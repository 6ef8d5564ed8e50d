//! Error reports.
//!
//! An error is shown as an `ERROR` badge followed by its message. Errors that
//! stem from a bad invocation also get a hint pointing at `--help`; which
//! errors those are is decided purely from the message prefix.
//!
//! # Examples
//!
//! ```rust
//! use helpdeck::report::ErrorClass;
//!
//! assert_eq!(ErrorClass::classify("unknown flag: --nope"), ErrorClass::Usage);
//! assert_eq!(ErrorClass::classify("disk full"), ErrorClass::General);
//! ```

use std::fmt;

use crate::layout::wrap;
use crate::theme::{Slot, StyleSheet};

/// Message prefixes that mark an invocation mistake.
pub const USAGE_ERROR_PREFIXES: &[&str] = &[
    "flag needs an argument:",
    "unknown flag:",
    "unknown shorthand flag:",
    "unknown command",
    "invalid argument",
];

const MARGIN: usize = 2;

/// How an error is presented.
#[derive(Debug, Clone, Copy, PartialEq, Eq)]
pub enum ErrorClass {
    /// The user invoked the program wrongly; a help hint is shown.
    Usage,
    /// Anything else.
    General,
}

impl ErrorClass {
    /// Classifies an error message by its prefix.
    pub fn classify(message: &str) -> Self {
        if USAGE_ERROR_PREFIXES
            .iter()
            .any(|prefix| message.starts_with(prefix))
        {
            Self::Usage
        } else {
            Self::General
        }
    }
}

/// Renders the report for `err`.
///
/// The message is wrapped to the sheet's width and gets a trailing period.
/// The error itself is only read.
pub fn render_error(styles: &StyleSheet, err: &dyn fmt::Display) -> String {
    let message = err.to_string();
    let indented = Slot::new().margin_left(MARGIN);
    let text = styles.error_text.merge(&indented);
    let mut out = String::new();

    out.push('\n');
    out.push_str(&styles.error_header.render("ERROR"));
    out.push_str("\n\n");

    for line in wrap(&format!("{message}."), styles.width.saturating_sub(MARGIN)) {
        out.push_str(&text.render(&line));
        out.push('\n');
    }
    out.push('\n');

    if ErrorClass::classify(&message) == ErrorClass::Usage {
        out.push_str(&text.render("Try"));
        out.push_str(&styles.program.flag.render("--help"));
        out.push_str(
            &styles
                .error_text
                .merge(&Slot::new().padding_left(1))
                .render("for usage."),
        );
        out.push_str("\n\n");
    }
    out
}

☆ ☆ ☆

▸ **Try it**: Starting at the line that has "if USAGE_ERROR_PREFIXES" in the records above, restate word for word every line until the one that has "let text = styles.error_text.merge(&indented);", and include that one as well.

▸ **Response area**:
        if USAGE_ERROR_PREFIXES
            .iter()
            .any(|prefix| message.starts_with(prefix))
        {
            Self::Usage
        } else {
            Self::General
        }
    }
}

/// Renders the report for `err`.
///
/// The message is wrapped to the sheet's width and gets a trailing period.
/// The error itself is only read.
pub fn render_error(styles: &StyleSheet, err: &dyn fmt::Display) -> String {
    let message = err.to_string();
    let indented = Slot::new().margin_left(MARGIN);
    let text = styles.error_text.merge(&indented);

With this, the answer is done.